PROMPT:
Where the material below has a line containing "use tracing::info;", start repeating exactly, and keep going through the line containing "(tenant, service) pair", with no other lines.

(ENTRIES SUPPLIED Opens)

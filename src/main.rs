//! Tillgate diagnostic CLI.
//!
//! Operator surface over the resilience layer's public contracts: inspect
//! and reset circuit breakers, feed synthetic traffic to the tenant
//! observer, and compute or verify submission checksums.

use std::{path::PathBuf, sync::Arc};

use anyhow::{Context, Result};
use clap::{Parser, Subcommand};
use tillgate_core::{
    models::{ServiceName, TenantId},
    Clock, CoreError, NoOpEventHandler, SystemClock,
};
use tillgate_resilience::{
    compute_checksum, validate_submission_checksums, AdminHandle, CircuitBreaker, Config,
    MemoryBreakerStore, TenantObserver,
};
use tracing::info;
use uuid::Uuid;

/// Tillgate - resilient forwarding for point-of-sale transactions
#[derive(Parser, Debug)]
#[command(name = "tillgate")]
#[command(version, about, long_about = None)]
struct Cli {
    #[command(subcommand)]
    command: Commands,
}

#[derive(Subcommand, Debug)]
enum Commands {
    /// Show the circuit breaker record for a (tenant, service) pair
    Status {
        /// Tenant UUID
        tenant: Uuid,

        /// Downstream service name
        service: String,
    },

    /// List every circuit breaker record
    #[command(alias = "ls")]
    StatusAll,

    /// Reset a circuit breaker's failure counters
    Reset {
        /// Tenant UUID
        tenant: Uuid,

        /// Downstream service name
        service: String,
    },

    /// Feed synthetic attempts/failures to the tenant observer
    Simulate {
        /// Tenant UUID
        tenant: Uuid,

        /// Number of attempts to record
        #[arg(short, long, default_value = "10")]
        attempts: u32,

        /// Number of retryable failures to record
        #[arg(short, long, default_value = "0")]
        failures: u32,
    },

    /// Compute the canonical checksum of a JSON payload file
    Checksum {
        /// Path to a JSON object file
        file: PathBuf,
    },

    /// Verify the checksums of a submission envelope file
    Verify {
        /// Path to a JSON submission envelope file
        file: PathBuf,
    },
}

#[tokio::main]
async fn main() -> Result<()> {
    let cli = Cli::parse();
    let config = Config::load()?;
    init_tracing(&config);

    let clock: Arc<dyn Clock> = Arc::new(SystemClock);
    let events = Arc::new(NoOpEventHandler);
    let breaker = Arc::new(CircuitBreaker::new(
        config.to_circuit_config(),
        Arc::new(MemoryBreakerStore::new()),
        clock.clone(),
        events.clone(),
    ));
    let observer = Arc::new(TenantObserver::new(config.to_observer_config(), clock, events));
    let admin = AdminHandle::new(breaker, observer);

    match cli.command {
        Commands::Status { tenant, service } => {
            let tenant = TenantId::from(tenant);
            let service = ServiceName::new(service);
            // Inspection must not create a record for an untouched pair
            match admin.breaker_status(tenant, &service).await {
                Ok(state) => {
                    println!("breaker {tenant}/{service}");
                    print_breaker(&state);
                },
                Err(CoreError::NotFound { .. }) => {
                    println!("no record for breaker {tenant}/{service}");
                },
                Err(error) => return Err(error.into()),
            }
        },
        Commands::StatusAll => {
            let statuses = admin.all_breaker_status().await;
            if statuses.is_empty() {
                println!("no breaker records");
            }
            for (key, state) in statuses {
                println!("breaker {key}");
                print_breaker(&state);
            }
        },
        Commands::Reset { tenant, service } => {
            let tenant = TenantId::from(tenant);
            let service = ServiceName::new(service);
            admin.reset_breaker(tenant, &service).await?;
            println!("breaker {tenant}/{service} reset");
        },
        Commands::Simulate { tenant, attempts, failures } => {
            let snapshot =
                admin.simulate_observer_traffic(TenantId::from(tenant), attempts, failures).await?;
            println!("tenant {tenant}");
            println!("  attempts:       {}", snapshot.attempts);
            println!("  failures:       {}", snapshot.failures);
            println!("  failure ratio:  {:.2}", snapshot.failure_ratio);
            println!("  eligible:       {}", snapshot.eligible);
            println!("  over threshold: {}", snapshot.over_threshold);
        },
        Commands::Checksum { file } => {
            let payload = read_json(&file)?;
            let fields = payload.as_object().context("payload must be a JSON object")?;
            println!("{}", compute_checksum(fields));
        },
        Commands::Verify { file } => {
            let envelope = read_json(&file)?;
            let report = validate_submission_checksums(&envelope);
            if report.is_valid() {
                println!("checksums valid");
            } else {
                for error in &report.errors {
                    println!("error: {error}");
                }
                anyhow::bail!("checksum verification failed");
            }
        },
    }

    Ok(())
}

fn print_breaker(state: &tillgate_core::models::BreakerState) {
    println!("  state:          {}", state.state);
    println!("  failures:       {}/{}", state.failure_count, state.failure_threshold);
    println!("  reset timeout:  {}s", state.reset_timeout_seconds);
    println!("  trips:          {}", state.trip_count);
    match state.cooldown_until {
        Some(until) => println!("  cooldown until: {until}"),
        None => println!("  cooldown until: -"),
    }
}

fn read_json(path: &PathBuf) -> Result<serde_json::Value> {
    let raw = std::fs::read_to_string(path)
        .with_context(|| format!("failed to read {}", path.display()))?;
    serde_json::from_str(&raw).with_context(|| format!("invalid JSON in {}", path.display()))
}

/// Initializes tracing with environment-based configuration.
fn init_tracing(config: &Config) {
    use tracing_subscriber::{fmt, layer::SubscriberExt, util::SubscriberInitExt, EnvFilter};

    let filter = EnvFilter::try_from_default_env()
        .or_else(|_| EnvFilter::try_new(&config.rust_log))
        .unwrap_or_else(|_| EnvFilter::new("info"));

    let fmt_layer = fmt::layer().with_target(true);

    tracing_subscriber::registry().with(filter).with(fmt_layer).init();

    info!(log_filter = %config.rust_log, "tracing initialized");
}
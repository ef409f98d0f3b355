//! End-to-end scenarios across the composed resilience layer.
//!
//! Drives the dispatcher through realistic delivery sequences with a
//! scripted transport and a simulated clock, asserting the externally
//! observable lifecycle: breaker trips and recovery, retry scheduling
//! through to permanent failure, checksum rejection and tenant alerts.

use std::{collections::VecDeque, sync::Arc, time::Duration};

use serde_json::{json, Value};
use tillgate_core::{
    models::{
        BreakerKey, CircuitState, OperationStatus, RetryReason, RetryableOperation, ServiceName,
        SubmissionId, TenantId, TenantRetryConfig, TerminalId,
    },
    Clock, CoreError, EventHandler, NoOpEventHandler, Result, TestClock,
};
use tillgate_resilience::{
    compute_checksum, checksum::CHECKSUM_FIELD, CircuitBreaker, CircuitConfig, DispatchOutcome,
    DispatchRequest, Dispatcher, MemoryBreakerStore, ObserverConfig, RetryConfig, RetryScheduler,
    RetrySource, TenantObserver, Transport,
};
use tokio::sync::Mutex;

/// Transport replaying a scripted sequence of delivery results.
#[derive(Debug, Default)]
struct ScriptedTransport {
    results: Mutex<VecDeque<Result<()>>>,
}

impl ScriptedTransport {
    async fn script(&self, results: Vec<Result<()>>) {
        self.results.lock().await.extend(results);
    }
}

#[async_trait::async_trait]
impl Transport for ScriptedTransport {
    async fn deliver(&self, _request: &DispatchRequest) -> Result<()> {
        self.results.lock().await.pop_front().unwrap_or(Ok(()))
    }
}

struct Env {
    dispatcher: Dispatcher,
    breaker: Arc<CircuitBreaker>,
    observer: Arc<TenantObserver>,
    transport: Arc<ScriptedTransport>,
    clock: TestClock,
}

fn env_with(circuit: CircuitConfig) -> Env {
    let clock = TestClock::new();
    let shared_clock: Arc<dyn Clock> = Arc::new(clock.clone());
    let events: Arc<dyn EventHandler> = Arc::new(NoOpEventHandler);

    let breaker = Arc::new(CircuitBreaker::new(
        circuit,
        Arc::new(MemoryBreakerStore::new()),
        shared_clock.clone(),
        events.clone(),
    ));
    let scheduler =
        Arc::new(RetryScheduler::new(RetryConfig::default(), shared_clock.clone(), events.clone()));
    let observer = Arc::new(TenantObserver::new(
        ObserverConfig::default(),
        shared_clock.clone(),
        events.clone(),
    ));
    let transport = Arc::new(ScriptedTransport::default());

    let dispatcher = Dispatcher::new(
        breaker.clone(),
        scheduler,
        observer.clone(),
        transport.clone(),
        events,
        shared_clock,
    );

    Env { dispatcher, breaker, observer, transport, clock }
}

fn signed_envelope() -> Value {
    let mut transaction = json!({
        "transaction_id": "txn-1001",
        "amount": 18.90,
        "currency": "EUR",
        "taxes": [{"rate": 19.00, "amount": 3.02}],
    })
    .as_object()
    .cloned()
    .expect("object literal");
    let checksum = compute_checksum(&transaction);
    transaction.insert(CHECKSUM_FIELD.to_string(), json!(checksum));

    let mut envelope = json!({
        "submission_id": "sub-1001",
        "terminal_id": "till-7",
        "transaction": transaction,
    })
    .as_object()
    .cloned()
    .expect("object literal");
    let checksum = compute_checksum(&envelope);
    envelope.insert(CHECKSUM_FIELD.to_string(), json!(checksum));

    Value::Object(envelope)
}

fn request_for(tenant: TenantId, service: &ServiceName) -> (DispatchRequest, RetryableOperation) {
    let request = DispatchRequest {
        submission_id: SubmissionId::new(),
        tenant_id: tenant,
        terminal_id: TerminalId::new(),
        service: service.clone(),
        envelope: signed_envelope(),
    };
    let operation = RetryableOperation::new(
        request.submission_id,
        request.tenant_id,
        request.terminal_id,
        request.service.clone(),
    );
    (request, operation)
}

#[tokio::test]
async fn breaker_trips_cools_down_and_recovers() {
    let env = env_with(CircuitConfig {
        failure_threshold: 5,
        cooldown: Duration::from_secs(60),
    });
    let tenant = TenantId::new();
    let service = ServiceName::from("webapp");
    let key = BreakerKey::new(tenant, service.clone());
    let source = RetrySource {
        tenant: TenantRetryConfig { max_retries: Some(20), ..Default::default() },
        ..RetrySource::default()
    };
    let (request, mut operation) = request_for(tenant, &service);

    // Five consecutive failures trip the breaker
    for _ in 0..5 {
        env.transport.script(vec![Err(CoreError::server(503, "unavailable"))]).await;
        let outcome = env.dispatcher.dispatch(&request, &mut operation, &source).await;
        assert!(matches!(outcome, DispatchOutcome::Scheduled { .. }));
    }

    let state = env.breaker.status(&key).await.expect("breaker exists");
    assert_eq!(state.state, CircuitState::Open);
    assert_eq!(state.trip_count, 1);
    assert!(!env.breaker.is_allowed(&key).await);

    // While open, dispatch skips without consuming retry budget
    let budget_before = operation.retry_count;
    let outcome = env.dispatcher.dispatch(&request, &mut operation, &source).await;
    assert!(matches!(outcome, DispatchOutcome::Skipped { .. }));
    assert_eq!(operation.retry_count, budget_before);

    // Cooldown expiry opens a probe window
    env.clock.advance(Duration::from_secs(61));
    assert!(env.breaker.is_allowed(&key).await);
    assert_eq!(env.breaker.status(&key).await.expect("breaker exists").state, CircuitState::HalfOpen);

    // A single success closes the breaker and clears the count
    env.breaker.record_success(&key).await;
    let state = env.breaker.status(&key).await.expect("breaker exists");
    assert_eq!(state.state, CircuitState::Closed);
    assert_eq!(state.failure_count, 0);
}

#[tokio::test]
async fn operation_retries_until_permanently_failed() {
    let env = env_with(CircuitConfig {
        // High threshold keeps the breaker out of this scenario
        failure_threshold: 100,
        cooldown: Duration::from_secs(60),
    });
    let tenant = TenantId::new();
    let service = ServiceName::from("webhook");
    let source = RetrySource {
        tenant: TenantRetryConfig { max_retries: Some(3), ..Default::default() },
        ..RetrySource::default()
    };
    let (request, mut operation) = request_for(tenant, &service);

    for attempt in 1..=3 {
        env.transport.script(vec![Err(CoreError::network("connection refused"))]).await;
        let outcome = env.dispatcher.dispatch(&request, &mut operation, &source).await;

        match outcome {
            DispatchOutcome::Scheduled { next_retry_at } => {
                assert!(next_retry_at > env.clock.now());
                assert_eq!(operation.retry_count, attempt);
            },
            other => panic!("attempt {attempt}: expected schedule, got {other:?}"),
        }
        // The external queue would wait for next_retry_at before re-invoking
        env.clock.advance(Duration::from_secs(120));
    }

    env.transport.script(vec![Err(CoreError::network("connection refused"))]).await;
    let outcome = env.dispatcher.dispatch(&request, &mut operation, &source).await;
    assert_eq!(outcome, DispatchOutcome::PermanentlyFailed);
    assert_eq!(operation.status, OperationStatus::PermanentlyFailed);
    assert_eq!(operation.retry_reason, Some(RetryReason::MaxRetriesExceeded));
    assert!(operation.next_retry_at.is_none());
    assert_eq!(operation.retry_history.len(), 3);

    // Terminal state is stable across further passes
    let snapshot = operation.clone();
    let outcome = env.dispatcher.dispatch(&request, &mut operation, &source).await;
    assert_eq!(outcome, DispatchOutcome::PermanentlyFailed);
    assert_eq!(operation, snapshot);
}

#[tokio::test]
async fn eventual_success_after_transient_failures() {
    let env = env_with(CircuitConfig::default());
    let tenant = TenantId::new();
    let service = ServiceName::from("webapp");
    let (request, mut operation) = request_for(tenant, &service);
    let source = RetrySource::default();

    env.transport
        .script(vec![Err(CoreError::network("timeout")), Err(CoreError::server(502, "bad gateway"))])
        .await;

    assert!(matches!(
        env.dispatcher.dispatch(&request, &mut operation, &source).await,
        DispatchOutcome::Scheduled { .. }
    ));
    assert!(matches!(
        env.dispatcher.dispatch(&request, &mut operation, &source).await,
        DispatchOutcome::Scheduled { .. }
    ));

    let outcome = env.dispatcher.dispatch(&request, &mut operation, &source).await;
    assert_eq!(outcome, DispatchOutcome::Delivered);
    assert_eq!(operation.status, OperationStatus::Succeeded);
    // History preserves the failed attempts that preceded success
    assert_eq!(operation.retry_history.len(), 2);
}

#[tokio::test]
async fn corrupted_submission_never_reaches_transport() {
    let env = env_with(CircuitConfig::default());
    let tenant = TenantId::new();
    let service = ServiceName::from("webapp");
    let (mut request, mut operation) = request_for(tenant, &service);
    request.envelope["transaction"]["amount"] = json!(9999.99);

    let outcome =
        env.dispatcher.dispatch(&request, &mut operation, &RetrySource::default()).await;

    match outcome {
        DispatchOutcome::Rejected { errors } => {
            assert!(errors.contains(&"transaction checksum mismatch".to_string()));
        },
        other => panic!("expected rejection, got {other:?}"),
    }
    assert_eq!(operation.status, OperationStatus::PermanentlyFailed);
    assert_eq!(operation.retry_reason, Some(RetryReason::InvalidChecksum));

    // The rejection happened before any breaker or observer bookkeeping
    let key = BreakerKey::new(tenant, service);
    assert!(env.breaker.status(&key).await.is_none());
    let snapshot = env.observer.evaluate(tenant).await.expect("observation enabled");
    assert_eq!(snapshot.attempts, 0);
}

#[tokio::test]
async fn tenant_observer_flags_failing_tenant_across_services() {
    let env = env_with(CircuitConfig {
        failure_threshold: 100,
        cooldown: Duration::from_secs(60),
    });
    let tenant = TenantId::new();
    let source = RetrySource {
        tenant: TenantRetryConfig { max_retries: Some(50), ..Default::default() },
        ..RetrySource::default()
    };

    // Failures spread across services: no single breaker trips, but the
    // tenant-level ratio crosses the alert threshold
    for index in 0..12 {
        let service = ServiceName::new(format!("service-{}", index % 4));
        let (request, mut operation) = request_for(tenant, &service);
        env.transport.script(vec![Err(CoreError::server(500, "boom"))]).await;
        env.dispatcher.dispatch(&request, &mut operation, &source).await;
    }

    let snapshot = env.observer.evaluate(tenant).await.expect("observation enabled");
    assert!(snapshot.eligible);
    assert!(snapshot.over_threshold);
    assert_eq!(snapshot.attempts, 12);
    assert_eq!(snapshot.failures, 12);
}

(ENTRIES SUPPLIED Closes)

WRITTEN RESPONSE:
use tracing::info;
use uuid::Uuid;

/// Tillgate - resilient forwarding for point-of-sale transactions
#[derive(Parser, Debug)]
#[command(name = "tillgate")]
#[command(version, about, long_about = None)]
struct Cli {
    #[command(subcommand)]
    command: Commands,
}

#[derive(Subcommand, Debug)]
enum Commands {
    /// Show the circuit breaker record for a (tenant, service) pair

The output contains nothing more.